**What you need to do**
Below are records; reproduce exactly the lines from the one that has "pub(crate) struct TracedLoops" through the one that has "let incoming = coords[v]", ends included, and nothing more.

**Records to process**
· · · ·

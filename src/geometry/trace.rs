// SPDX-License-Identifier: Apache-2.0
// Copyright (c) 2025 Polyframe Inc.

//! Chaining of directed edges into closed loops

use super::predicates::left_turn;
use nalgebra::Point2;
use std::cmp::Ordering;
use std::collections::{HashMap, HashSet};

/// Closed loops recovered from a set of directed edges
#[derive(Debug, Default)]
pub(crate) struct TracedLoops {
    pub loops: Vec<Vec<usize>>,
    /// Edges that could not be closed into a loop
    pub open_edges: usize,
}

/// Drop zero-length and repeated edges, then cancel each edge against its reverse
pub(crate) fn normalize_edges(edges: &[(usize, usize)]) -> Vec<(usize, usize)> {
    let mut seen = HashSet::new();
    let unique: Vec<(usize, usize)> = edges
        .iter()
        .copied()
        .filter(|&(a, b)| a != b && seen.insert((a, b)))
        .collect();
    unique
        .iter()
        .copied()
        .filter(|&(a, b)| !seen.contains(&(b, a)))
        .collect()
}

/// Walk directed edges into loops.
///
/// At a vertex with several unused outgoing edges the sharpest left turn is
/// taken, which keeps regions touching at a single vertex in separate loops.
/// Revisiting a vertex closes the cycle found so far.
pub(crate) fn trace_loops(edges: &[(usize, usize)], coords: &[Point2<f64>]) -> TracedLoops {
    let mut outgoing: HashMap<usize, Vec<usize>> = HashMap::new();
    for (i, &(a, _)) in edges.iter().enumerate() {
        outgoing.entry(a).or_default().push(i);
    }

    let mut used = vec![false; edges.len()];
    let mut result = TracedLoops::default();

    for start in 0..edges.len() {
        if used[start] {
            continue;
        }
        used[start] = true;

        let mut ring: Vec<usize> = vec![edges[start].0];
        let mut position: HashMap<usize, usize> = HashMap::from([(edges[start].0, 0)]);
        let mut current = start;

        loop {
            let (a, v) = edges[current];
            if let Some(&j) = position.get(&v) {
                let cycle = ring.split_off(j);
                for vertex in &cycle {
                    position.remove(vertex);
                }
                result.loops.push(cycle);
                if ring.is_empty() {
                    break;
                }
            }

            let incoming = coords[v] - coords[a];
            let next = outgoing.get(&v).and_then(|candidates| {
                candidates
                    .iter()
                    .copied()
                    .filter(|&e| !used[e])
                    .max_by(|&x, &y| {
                        let tx = left_turn(&incoming, &(coords[edges[x].1] - coords[v]));
                        let ty = left_turn(&incoming, &(coords[edges[y].1] - coords[v]));
                        tx.partial_cmp(&ty).unwrap_or(Ordering::Equal)
                    })
            });

            match next {
                Some(e) => {
                    used[e] = true;
                    position.insert(v, ring.len());
                    ring.push(v);
                    current = e;
                }
                None => {
                    result.open_edges += ring.len();
                    break;
                }
            }
        }
    }

    result
}
// SPDX-License-Identifier: Apache-2.0
// Copyright (c) 2025 Polyframe Inc.

//! Simple B-rep producers used as Boolean operands

use super::face::{Face, Solid};
use crate::error::GeometryResult;
use nalgebra::{Point2, Point3, Vector3};
use std::f64::consts::PI;

/// Planar-faced primitives
#[derive(Debug, Clone)]
pub enum Primitive {
    /// Axis-aligned box between two corners
    Cuboid { min: Point3<f64>, max: Point3<f64> },
    /// Counter-clockwise base polygon extruded from `z0` to `z1`
    Prism { base: Vec<Point2<f64>>, z0: f64, z1: f64 },
    /// Regular `fn_`-gon prism of radius `r` standing on z = 0
    Cylinder { h: f64, r: f64, fn_: u32 },
}

impl Primitive {
    pub fn cube(size: Vector3<f64>, center: bool) -> Self {
        let min = if center {
            Point3::from(-size / 2.0)
        } else {
            Point3::origin()
        };
        Self::Cuboid { min, max: min + size }
    }

    pub fn cylinder(h: f64, r: f64, fn_: u32) -> Self {
        let segments = if fn_ >= 3 { fn_ } else { 32 };
        Self::Cylinder { h, r, fn_: segments }
    }

    pub fn to_solid(&self) -> GeometryResult<Solid> {
        match self {
            Self::Cuboid { min, max } => Ok(cuboid(*min, *max)),
            Self::Prism { base, z0, z1 } => prism(base, *z0, *z1),
            Self::Cylinder { h, r, fn_ } => {
                let base: Vec<Point2<f64>> = (0..*fn_)
                    .map(|i| {
                        let a = 2.0 * PI * i as f64 / *fn_ as f64;
                        Point2::new(r * a.cos(), r * a.sin())
                    })
                    .collect();
                prism(&base, 0.0, *h)
            }
        }
    }
}

/// Axis-aligned box with outward-facing quads
pub fn cuboid(min: Point3<f64>, max: Point3<f64>) -> Solid {
    let points = [
        Point3::new(min.x, min.y, min.z),
        Point3::new(max.x, min.y, min.z),
        Point3::new(max.x, max.y, min.z),
        Point3::new(min.x, max.y, min.z),
        Point3::new(min.x, min.y, max.z),
        Point3::new(max.x, min.y, max.z),
        Point3::new(max.x, max.y, max.z),
        Point3::new(min.x, max.y, max.z),
    ];
    let quads = [
        vec![4, 5, 6, 7], // z+
        vec![0, 3, 2, 1], // z-
        vec![1, 2, 6, 5], // x+
        vec![0, 4, 7, 3], // x-
        vec![3, 7, 6, 2], // y+
        vec![0, 1, 5, 4], // y-
    ];
    let faces = quads
        .iter()
        .map(|quad| {
            let pts: Vec<Point3<f64>> = quad.iter().map(|&i| points[i]).collect();
            let normal = (pts[1] - pts[0]).cross(&(pts[2] - pts[1])).normalize();
            Face::new(normal, pts, vec![vec![0, 1, 2, 3]])
        })
        .collect();
    Solid::new(faces)
}

/// Extrude a counter-clockwise polygon between two heights
pub fn prism(base: &[Point2<f64>], z0: f64, z1: f64) -> GeometryResult<Solid> {
    let n = base.len();
    let mut points = Vec::with_capacity(2 * n);
    points.extend(base.iter().map(|p| Point3::new(p.x, p.y, z0)));
    points.extend(base.iter().map(|p| Point3::new(p.x, p.y, z1)));

    let mut polygons = Vec::with_capacity(n + 2);
    polygons.push((0..n).rev().collect::<Vec<usize>>());
    polygons.push((n..2 * n).collect::<Vec<usize>>());
    for i in 0..n {
        let j = (i + 1) % n;
        polygons.push(vec![i, j, n + j, n + i]);
    }
    Solid::from_indexed(&points, &polygons)
}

· · · ·

**Solution**
pub(crate) struct TracedLoops {
    pub loops: Vec<Vec<usize>>,
    /// Edges that could not be closed into a loop
    pub open_edges: usize,
}

/// Drop zero-length and repeated edges, then cancel each edge against its reverse
pub(crate) fn normalize_edges(edges: &[(usize, usize)]) -> Vec<(usize, usize)> {
    let mut seen = HashSet::new();
    let unique: Vec<(usize, usize)> = edges
        .iter()
        .copied()
        .filter(|&(a, b)| a != b && seen.insert((a, b)))
        .collect();
    unique
        .iter()
        .copied()
        .filter(|&(a, b)| !seen.contains(&(b, a)))
        .collect()
}

/// Walk directed edges into loops.
///
/// At a vertex with several unused outgoing edges the sharpest left turn is
/// taken, which keeps regions touching at a single vertex in separate loops.
/// Revisiting a vertex closes the cycle found so far.
pub(crate) fn trace_loops(edges: &[(usize, usize)], coords: &[Point2<f64>]) -> TracedLoops {
    let mut outgoing: HashMap<usize, Vec<usize>> = HashMap::new();
    for (i, &(a, _)) in edges.iter().enumerate() {
        outgoing.entry(a).or_default().push(i);
    }

    let mut used = vec![false; edges.len()];
    let mut result = TracedLoops::default();

    for start in 0..edges.len() {
        if used[start] {
            continue;
        }
        used[start] = true;

        let mut ring: Vec<usize> = vec![edges[start].0];
        let mut position: HashMap<usize, usize> = HashMap::from([(edges[start].0, 0)]);
        let mut current = start;

        loop {
            let (a, v) = edges[current];
            if let Some(&j) = position.get(&v) {
                let cycle = ring.split_off(j);
                for vertex in &cycle {
                    position.remove(vertex);
                }
                result.loops.push(cycle);
                if ring.is_empty() {
                    break;
                }
            }

            let incoming = coords[v] - coords[a];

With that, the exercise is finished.